This notebook walks through the creation of a fastai DataBunch object. This object contains a pytorch dataloader for the train, valid and test sets. From the documentation:
Bind train_dl,valid_dl and test_dl in a data object.
It also ensures all the dataloaders are on device and applies to them dl_tfms as batch are drawn (like normalization). path is used internally to store temporary files, collate_fn is passed to the pytorch Dataloader (replacing the one there) to explain how to collate the samples picked for a batch.
Because we are training the language model, we want our dataloader to construct the target variable from the input data. The target variable for language models are the next word in a sentence. Furthermore, there are other optimizations with regard to the sequence length and concatenating texts together that avoids wasteful padding. Luckily the TextLMDataBunch does all this work for us (and more) automatically.
In [1]:
from fastai.text import TextLMDataBunch as lmdb
from fastai.text.transform import Tokenizer
import pandas as pd
from pathlib import Path
You can download the above saved dataframes (in pickle format) from Google Cloud Storage:
train_df.pkl (9GB):
https://storage.googleapis.com/issue_label_bot/pre_processed_data/2_partitioned_df/train_df.pkl
valid_df.pkl (1GB)
https://storage.googleapis.com/issue_label_bot/pre_processed_data/2_partitioned_df/valid_df.pkl
In [2]:
# note: download the data and place in right directory before running this code!

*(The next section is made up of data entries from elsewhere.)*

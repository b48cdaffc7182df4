//! Background connection task for the push channel.
//!
//! [`PushChannel::spawn`] starts one tokio task per channel. The task
//! connects, forwards frames as [`ChannelEvent`]s, and depending on the
//! [`ReconnectPolicy`] either stops after the first connection ends or
//! retries with exponential backoff.
//!
//! # Shutdown
//!
//! [`PushChannel::close`] fires a oneshot exactly once. The task answers by
//! sending a close frame (if connected) and exiting without emitting further
//! events. Dropping the `PushChannel` has the same effect.

// Rust guideline compliant 2026-02

use std::time::Duration;

use tokio::sync::{mpsc, oneshot};
use tokio::task::JoinHandle;

use super::{ChannelConfig, ChannelEvent};
use crate::constants::{CLOSE_CODE_ABNORMAL, EVENT_BUFFER};
use crate::ws::{self, WsMessage, WsReader};

/// How a single connection ended.
enum LoopExit {
    /// Shutdown was requested; stop for good.
    Shutdown,
    /// The connection ended on its own; report this event.
    Ended(ChannelEvent),
}

/// Handle to a running push-channel task.
#[derive(Debug)]
pub struct PushChannel {
    endpoint: String,
    events_rx: mpsc::Receiver<ChannelEvent>,
    shutdown_tx: Option<oneshot::Sender<()>>,
    task: Option<JoinHandle<()>>,
}

impl PushChannel {
    /// Start the connection task.
    ///
    /// Must be called from within a tokio runtime.
    pub fn spawn(config: ChannelConfig) -> Self {
        let (events_tx, events_rx) = mpsc::channel(EVENT_BUFFER);
        let (shutdown_tx, shutdown_rx) = oneshot::channel();
        let endpoint = config.endpoint.clone();

        let task = tokio::spawn(run_connection_loop(config, events_tx, shutdown_rx));

        Self {
            endpoint,
            events_rx,
            shutdown_tx: Some(shutdown_tx),
            task: Some(task),
        }
    }

    /// Endpoint this channel connects to.
    pub fn endpoint(&self) -> &str {
        &self.endpoint
    }

    /// Next event, or `None` once the task has stopped and the queue is empty.
    pub async fn recv(&mut self) -> Option<ChannelEvent> {
        self.events_rx.recv().await
    }

    /// Whether [`close`](Self::close) has been called.
    pub fn is_closed(&self) -> bool {
        self.shutdown_tx.is_none()
    }

    /// Stop the connection task.
    ///
    /// Returns `true` on the call that actually closed the channel and
    /// `false` on every later call.
    pub fn close(&mut self) -> bool {
        let Some(tx) = self.shutdown_tx.take() else {
            return false;
        };
        log::info!("Closing push channel to {}", self.endpoint);
        // The task may already have exited on its own.
        let _ = tx.send(());
        self.events_rx.close();
        true
    }

    /// Wait for the task to finish. Call after [`close`](Self::close).
    pub async fn join(&mut self) {
        if let Some(task) = self.task.take() {
            if let Err(e) = task.await {
                log::warn!("Push channel task ended abnormally: {e}");
            }
        }
    }
}

impl Drop for PushChannel {
    fn drop(&mut self) {
        self.close();
    }
}

/// Connect, pump, and reconnect per policy until shutdown or give-up.
async fn run_connection_loop(
    config: ChannelConfig,
    events_tx: mpsc::Sender<ChannelEvent>,
    mut shutdown_rx: oneshot::Receiver<()>,
) {
    let mut attempt: u32 = 0;

    loop {
        if events_tx.send(ChannelEvent::Connecting).await.is_err() {
            return;
        }

        let connected = tokio::select! {
            result = ws::connect(&config.endpoint, config.connect_timeout) => result,
            _ = &mut shutdown_rx => {
                log::info!("Push channel shutdown during connect");
                return;
            }
        };

        let ended = match connected {
            Ok((mut writer, mut reader)) => {
                log::info!("Push channel connected to {}", config.endpoint);
                attempt = 0;
                if events_tx.send(ChannelEvent::Open).await.is_err() {
                    return;
                }
                match run_message_loop(&mut reader, &events_tx, &mut shutdown_rx).await {
                    LoopExit::Shutdown => {
                        if let Err(e) = writer.close().await {
                            log::debug!("Close frame not delivered: {e:#}");
                        }
                        return;
                    }
                    LoopExit::Ended(event) => event,
                }
            }
            Err(e) => {
                log::warn!("Push channel connect failed: {e:#}");
                ChannelEvent::Error(format!("{e:#}"))
            }
        };

        if events_tx.send(ended).await.is_err() {
            return;
        }

        attempt = attempt.saturating_add(1);
        let Some(base) = config.reconnect.base_delay(attempt) else {
            log::info!("Push channel to {} closed; reconnect disabled", config.endpoint);
            return;
        };

        let wait = base + jitter(base);
        let wait_ms = wait.as_millis() as u64;
        if events_tx
            .send(ChannelEvent::Reconnecting {
                attempt,
                next_retry_ms: wait_ms,
            })
            .await
            .is_err()
        {
            return;
        }

        log::info!(
            "Reconnecting to {} in {:.1}s (attempt {attempt})",
            config.endpoint,
            wait_ms as f64 / 1000.0
        );

        tokio::select! {
            () = tokio::time::sleep(wait) => {}
            _ = &mut shutdown_rx => {
                log::info!("Push channel shutdown during reconnect backoff");
                return;
            }
        }
    }
}

/// Forward frames until the connection ends or shutdown is requested.
async fn run_message_loop(
    reader: &mut WsReader,
    events_tx: &mpsc::Sender<ChannelEvent>,
    shutdown_rx: &mut oneshot::Receiver<()>,
) -> LoopExit {
    loop {
        tokio::select! {
            frame = reader.recv() => {
                let event = match frame {
                    Some(Ok(WsMessage::Text(text))) => ChannelEvent::Message(text),
                    Some(Ok(WsMessage::Binary(data))) => {
                        ChannelEvent::Message(String::from_utf8_lossy(&data).into_owned())
                    }
                    Some(Ok(WsMessage::Control)) => continue,
                    Some(Ok(WsMessage::Close { code, reason })) => {
                        log::info!("Push channel closed by server ({code}) {reason}");
                        return LoopExit::Ended(ChannelEvent::Closed { code, reason });
                    }
                    Some(Err(e)) => {
                        log::warn!("Push channel error: {e:#}");
                        return LoopExit::Ended(ChannelEvent::Error(format!("{e:#}")));
                    }
                    None => {
                        return LoopExit::Ended(ChannelEvent::Closed {
                            code: CLOSE_CODE_ABNORMAL,
                            reason: "stream ended".to_string(),
                        });
                    }
                };
                if events_tx.send(event).await.is_err() {
                    return LoopExit::Shutdown;
                }
            }
            _ = &mut *shutdown_rx => {
                return LoopExit::Shutdown;
            }
        }
    }
}

/// Up to a quarter of `base`, capped at one second.
fn jitter(base: Duration) -> Duration {
    let span = (base.as_millis() as u64 / 4).min(1_000);
    if span == 0 {
        return Duration::ZERO;
    }
    Duration::from_millis(rand::random::<u64>() % span)
}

valid_df = pd.read_pickle(Path('../data/2_partitioned_df/valid_df.pkl'))
train_df = pd.read_pickle(Path('../data/2_partitioned_df/train_df.pkl'))
In [3]:
print(f'rows in train_df:, {train_df.shape[0]:,}')
print(f'rows in valid_df:, {valid_df.shape[0]:,}')
In [4]:
train_df.head(3)
Out[4]:
In [5]:
def pass_through(x):
return x
In [8]:
# only thing is we are changing pre_rules to be pass through since we have already done all of the pre-rules.
# you don't want to accidentally apply pre-rules again otherwhise it will corrupt the data.
tokenizer = Tokenizer(pre_rules=[pass_through], n_cpus=31)
Specify path for saving language model artifacts
In [9]:
path = Path('../model/lang_model/')
In [14]:
# Note you want your own tokenizer, without pre-rules
data_lm = lmdb.from_df(path=path,
train_df=train_df,
valid_df=valid_df,
text_cols='text',
tokenizer=tokenizer,
chunksize=6000000)
In [ ]:
data_lm.save() # saves to self.path/data_save.pkl